The ML bootstrap Consensus Network bears not a few similarities to the distance-based Neighbor-net. The characters do not support the Avisauridae subtree, as depicted in the published TNT tree, but there are faint signals associating some of them to each other, despite the missing data. Keep in mind: a BS support of 20 for one alternative and < 10 for all others means (ideally) one fifth of the characters support the split, and the rest have no (coherent) information. Some sister pairs have quite high support (for this kind of data set), and Gettya gloriae is resolved as sister of Mirarce (unambiguously, with a BS support = 67). But, the matrix hardly has the capacity to resolve deeper relationships within the group of interest, the Enantiornithes — the polytomy with the next relatives seen in the tree and the corresponding clade dissolve. This confirms what we saw in the Neighbor-Net (despite missing data distortion).

The matrix and the tree show something that could have been deduced directly from the distance matrix: the poorly known Gettya (Avisaurus) gloriae is (literally) the closest relative of the enigmatic new genus / species Mirarce (morphological distance of 0.08 compared to 0.1–0.64 for all other taxa). But is this overall similarity enough to conclude Avisaurus, Gettya and Mirarce are a monophyletic group within the Avisauridae?

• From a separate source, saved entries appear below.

//! CSV-backed portfolio store.

use chrono::{DateTime, Utc};
use csv::{ReaderBuilder, WriterBuilder};
use portfolio_core::error::StoreError;
use portfolio_core::traits::{PersistedPortfolio, PortfolioStore};
use portfolio_core::types::{Position, SettlementRecord};
use serde::de::DeserializeOwned;
use serde::Serialize;
use std::collections::HashSet;
use std::fs::{self, File};
use std::io::{self, BufWriter, Write};
use std::path::{Path, PathBuf};
use tracing::{debug, warn};

use crate::atomic::write_atomic;
use crate::records::{LedgerRecord, SnapshotRecord, LEDGER_HEADERS, SNAPSHOT_HEADERS};
use crate::{HISTORY_FILE, PORTFOLIO_FILE};

/// Snapshot in `portfolio.csv`, settlement ledger in `transaction_history.csv`.
///
/// Both files are replaced atomically. The ledger is written before the
/// snapshot, so a crash in between leaves a snapshot that may still list a
/// position the ledger already settled; the engine reconciles that on load.
/// A settlement whose ticker and open time are already in the ledger is not
/// written again, so retrying a half-persisted tick stays idempotent.
#[derive(Debug, Clone)]
pub struct CsvPortfolioStore {
    portfolio_path: PathBuf,
    history_path: PathBuf,
}

impl CsvPortfolioStore {
    /// Create a store using the standard file names in the given directories.
    pub fn new(portfolio_dir: impl AsRef<Path>, history_dir: impl AsRef<Path>) -> Self {
        Self::with_paths(
            portfolio_dir.as_ref().join(PORTFOLIO_FILE),
            history_dir.as_ref().join(HISTORY_FILE),
        )
    }

    /// Create a store with explicit file paths.
    pub fn with_paths(portfolio_path: impl Into<PathBuf>, history_path: impl Into<PathBuf>) -> Self {
        Self {
            portfolio_path: portfolio_path.into(),
            history_path: history_path.into(),
        }
    }

    pub fn portfolio_path(&self) -> &Path {
        &self.portfolio_path
    }

    pub fn history_path(&self) -> &Path {
        &self.history_path
    }

    /// Ticker and open time of every settlement already in the ledger file.
    fn settled_keys(&self) -> Result<HashSet<(String, DateTime<Utc>)>, StoreError> {
        Ok(read_rows::<LedgerRecord>(&self.history_path)?
            .into_iter()
            .map(|r| (r.ticker, r.transaction_date))
            .collect())
    }

    fn append_history(&self, appended: &[&SettlementRecord]) -> io::Result<()> {
        let existing = match fs::read(&self.history_path) {
            Ok(bytes) => bytes,
            Err(e) if e.kind() == io::ErrorKind::NotFound => Vec::new(),
            Err(e) => return Err(e),
        };
        let has_content = existing.iter().any(|b| !b.is_ascii_whitespace());

        write_atomic(&self.history_path, |w| {
            if has_content {
                w.write_all(&existing)?;
                if existing.last() != Some(&b'\n') {
                    w.write_all(b"\n")?;
                }
                write_rows(w, None, appended.iter().map(|r| LedgerRecord::from(*r)))
            } else {
                write_rows(
                    w,
                    Some(&LEDGER_HEADERS[..]),
                    appended.iter().map(|r| LedgerRecord::from(*r)),
                )
            }
        })
    }

    fn write_snapshot(&self, taken_at: DateTime<Utc>, open: &[Position]) -> io::Result<()> {
        write_atomic(&self.portfolio_path, |w| {
            write_rows(
                w,
                Some(&SNAPSHOT_HEADERS[..]),
                open.iter().map(|p| SnapshotRecord::from_position(taken_at, p)),
            )
        })
    }
}

fn write_rows<R, I>(out: &mut BufWriter<File>, headers: Option<&[&str]>, rows: I) -> io::Result<()>
where
    R: Serialize,
    I: IntoIterator<Item = R>,
{
    let mut writer = WriterBuilder::new().has_headers(false).from_writer(out);
    if let Some(headers) = headers {
        writer.write_record(headers).map_err(io::Error::other)?;
    }
    for row in rows {
        writer.serialize(row).map_err(io::Error::other)?;
    }
    writer.flush()
}

/// Read every row of a CSV file. A missing file has no rows.
fn read_rows<R: DeserializeOwned>(path: &Path) -> Result<Vec<R>, StoreError> {
    let file = match File::open(path) {
        Ok(file) => file,
        Err(e) if e.kind() == io::ErrorKind::NotFound => return Ok(Vec::new()),
        Err(e) => return Err(StoreError::Unavailable(format!("{}: {}", path.display(), e))),
    };

    let mut reader = ReaderBuilder::new()
        .has_headers(true)
        .flexible(true)
        .trim(csv::Trim::All)
        .from_reader(file);

    reader
        .deserialize()
        .map(|row| {
            row.map_err(|e| StoreError::ParseError {
                path: path.to_path_buf(),
                reason: e.to_string(),
            })
        })
        .collect()
}

impl PortfolioStore for CsvPortfolioStore {
    fn load(&self) -> Result<PersistedPortfolio, StoreError> {
        let open = read_rows::<SnapshotRecord>(&self.portfolio_path)?
            .into_iter()
            .map(SnapshotRecord::into_position)
            .collect::<Vec<_>>();
        let settled = read_rows::<LedgerRecord>(&self.history_path)?
            .into_iter()
            .map(SettlementRecord::from)
            .collect::<Vec<_>>();

        debug!(
            "Loaded {} open positions and {} settlements from {}",
            open.len(),
            settled.len(),
            self.portfolio_path.display()
        );
        Ok(PersistedPortfolio { open, settled })
    }

    fn persist(
        &self,
        taken_at: DateTime<Utc>,
        open: &[Position],
        appended: &[SettlementRecord],
    ) -> Result<(), StoreError> {
        let mut written = 0;
        if !appended.is_empty() {
            let settled = self.settled_keys()?;
            let (repeated, fresh): (Vec<&SettlementRecord>, Vec<&SettlementRecord>) = appended
                .iter()
                .partition(|r| settled.contains(&(r.ticker.clone(), r.opened_at)));
            for record in repeated {
                warn!(
                    ticker = %record.ticker,
                    opened_at = %record.opened_at,
                    "Settlement already in ledger, not appending"
                );
            }
            if !fresh.is_empty() {
                self.append_history(&fresh).map_err(|e| {
                    StoreError::Unavailable(format!("{}: {}", self.history_path.display(), e))
                })?;
            }
            written = fresh.len();
        }
        self.write_snapshot(taken_at, open).map_err(|e| {
            StoreError::Unavailable(format!("{}: {}", self.portfolio_path.display(), e))
        })?;

        debug!(
            "Persisted {} open positions, {} new settlements",
            open.len(),
            written
        );
        Ok(())
    }

    fn name(&self) -> &str {
        "CSV"
    }
}

#[cfg(test)]
mod tests {
    use super::*;
    use chrono::TimeZone;
    use portfolio_core::types::{CloseAction, Direction, RiskState};
    use rust_decimal_macros::dec;

    fn at(minute: u32) -> DateTime<Utc> {
        Utc.with_ymd_and_hms(2024, 5, 1, 14, minute, 0).unwrap()
    }

    fn position(ticker: &str, direction: Direction) -> Position {
        let mut position = Position::new(
            ticker.to_string(),
            direction,
            dec!(1.1),
            dec!(100),
            at(0),
            RiskState::opening(dec!(-0.23), dec!(0.27)),
        );
        position.mark(dec!(1.2));
        position
    }

    fn settlement(ticker: &str, closed_minute: u32) -> SettlementRecord {
        let mut record = SettlementRecord::from_position(
            &position(ticker, Direction::Long),
            CloseAction::TakeProfit,
            at(closed_minute),
        );
        record.profit_loss_pct = dec!(9.0909);
        record.monetary_gain_loss = dec!(272.727);
        record
    }

    #[test]
    fn test_load_missing_files_is_empty() {
        let dir = tempfile::tempdir().unwrap();
        let store = CsvPortfolioStore::new(dir.path(), dir.path());

        let loaded = store.load().unwrap();
        assert!(loaded.open.is_empty());
        assert!(loaded.settled.is_empty());
    }

    #[test]
    fn test_persist_and_load_round_trip() {
        let dir = tempfile::tempdir().unwrap();
        let store = CsvPortfolioStore::new(dir.path(), dir.path());
        let open = vec![position("EURUSD", Direction::Long), position("GBPUSD", Direction::Short)];

        store.persist(at(2), &open, &[settlement("USDJPY", 2)]).unwrap();
        let loaded = store.load().unwrap();

        assert_eq!(loaded.open, open);
        assert_eq!(loaded.settled.len(), 1);
        assert_eq!(loaded.settled[0].ticker, "USDJPY");
        assert_eq!(loaded.settled[0].action, CloseAction::TakeProfit);
        assert_eq!(loaded.settled[0].monetary_gain_loss, dec!(272.727));
    }

    #[test]
    fn test_history_only_grows() {
        let dir = tempfile::tempdir().unwrap();
        let store = CsvPortfolioStore::new(dir.path(), dir.path());

        store.persist(at(2), &[], &[settlement("A", 2)]).unwrap();
        store.persist(at(4), &[], &[]).unwrap();
        store.persist(at(6), &[], &[settlement("B", 6), settlement("C", 6)]).unwrap();

        let loaded = store.load().unwrap();
        let tickers: Vec<_> = loaded.settled.iter().map(|r| r.ticker.as_str()).collect();
        assert_eq!(tickers, vec!["A", "B", "C"]);

        let text = fs::read_to_string(store.history_path()).unwrap();
        assert_eq!(text.matches("Close Date").count(), 1);
    }

    #[test]
    fn test_snapshot_is_replaced() {
        let dir = tempfile::tempdir().unwrap();
        let store = CsvPortfolioStore::new(dir.path(), dir.path());

        store.persist(at(2), &[position("EURUSD", Direction::Long)], &[]).unwrap();
        store.persist(at(4), &[], &[]).unwrap();

        let loaded = store.load().unwrap();
        assert!(loaded.open.is_empty());
        let text = fs::read_to_string(store.portfolio_path()).unwrap();
        assert!(text.starts_with("Timestamp,Ticker,Transaction Date"));
    }

    #[test]
    fn test_snapshot_columns() {
        let dir = tempfile::tempdir().unwrap();
        let store = CsvPortfolioStore::new(dir.path(), dir.path());

        store.persist(at(2), &[position("EURUSD", Direction::Long)], &[]).unwrap();

        let text = fs::read_to_string(store.portfolio_path()).unwrap();
        let row = text.lines().nth(1).unwrap();
        assert!(row.starts_with("2024-05-01 14:02:00,EURUSD,2024-05-01 14:00:00,1.1,100,Long,1.2,"));
    }

    #[test]
    fn test_malformed_history_is_parse_error() {
        let dir = tempfile::tempdir().unwrap();
        let store = CsvPortfolioStore::new(dir.path(), dir.path());
        fs::write(
            store.history_path(),
            "Transaction Date,Close Date,Ticker\nnot a date,2024-05-01 14:00:00,EURUSD\n",
        )
        .unwrap();

        let err = store.load().unwrap_err();
        assert!(matches!(err, StoreError::ParseError { .. }));
    }

    #[test]
    fn test_retry_after_failed_snapshot_does_not_repeat_settlement() {
        let dir = tempfile::tempdir().unwrap();
        let blocker = dir.path().join("snapshot");
        fs::write(&blocker, "file, not a directory").unwrap();
        let store = CsvPortfolioStore::with_paths(
            blocker.join(PORTFOLIO_FILE),
            dir.path().join(HISTORY_FILE),
        );
        let record = settlement("EURUSD", 2);

        // Ledger append lands, snapshot write does not.
        let err = store.persist(at(2), &[], &[record.clone()]).unwrap_err();
        assert!(matches!(err, StoreError::Unavailable(_)));
        assert_eq!(read_rows::<LedgerRecord>(store.history_path()).unwrap().len(), 1);

        fs::remove_file(&blocker).unwrap();
        let mut retried = record.clone();
        retried.closed_at = at(4);
        store.persist(at(4), &[], &[retried, settlement("GBPUSD", 4)]).unwrap();

        let loaded = store.load().unwrap();
        let tickers: Vec<_> = loaded.settled.iter().map(|r| r.ticker.as_str()).collect();
        assert_eq!(tickers, vec!["EURUSD", "GBPUSD"]);
        assert_eq!(loaded.settled[0].closed_at, at(2));
    }

    #[test]
    fn test_unwritable_location_is_unavailable() {
        let dir = tempfile::tempdir().unwrap();
        let blocker = dir.path().join("blocker");
        fs::write(&blocker, "file, not a directory").unwrap();
        let store = CsvPortfolioStore::new(&blocker, &blocker);

        let err = store.persist(at(2), &[], &[settlement("A", 2)]).unwrap_err();
        assert!(matches!(err, StoreError::Unavailable(_)));
    }
}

What the authors (and all paleontologists doing phylogenetics) should have done

(I would have skipped all trees, naturally, but peer reviewers and most readers probably need to see them.)

  • Trimmed the matrix to include only those characters preserved in the fossil of interest, in order to minimize missing data artefacts during inference.
  • Shown the Neighbor-net to visualize the primary signal situation, including and excluding poorly covered taxa. From the Neighbor-net it is already obvious that the fossil is an Enantiornithes, so any subsequent optimization / inference could have focussed on this group alone.
  • Then inferred a backbone tree excluding poorly covered taxa, and shown the resulting phylogram. In case one needs to test the Enantiornithes root (the Neighbor-net gives us two alternatives for the Enantiornithes root: Pengornis + Eopengornis or Protopteryx + Iberomesornis), there is no point in including the poorly covered Enantiornithes or the worst-covered taxa outside this clade.
  • Then optimized the position of the poorly covered taxa in the backbone tree. I recommend using RAxML's evolutionary placement algorithm (EPA) for this, but you can also do this in a parsimony framework if you wish. (EPA can also be used to test outgroup roots: here, one would search the branch at which all non-Enantiornithes fit best.)
  • Shown the resulting phylogram including all taxa — that is, read in the topology to the analysis, and then re-optimize branch lengths.
  • Shown a Support Consensus Network to illustrate the support for the branches in the preferred tree and their competing alternatives. (There may be one or more, as there are many options to estimate branch support.) How sure can we be about relationships within the Avisauridae and their relationships to other Enantiornithes?

Postscriptum. For those who are curious about how the ML tree would look like, here it is:

I have no idea about birds, but from a methodological point of view this is an equally (if not more, because unforced) valid hypothesis for the data set. And demonstrating its limitations: note the relatively long branches with very low support making up the backbone of the Enantiornithes clade. This is typical for matrices lacking coherent discriminatory signal and/or struggling with internal conflict.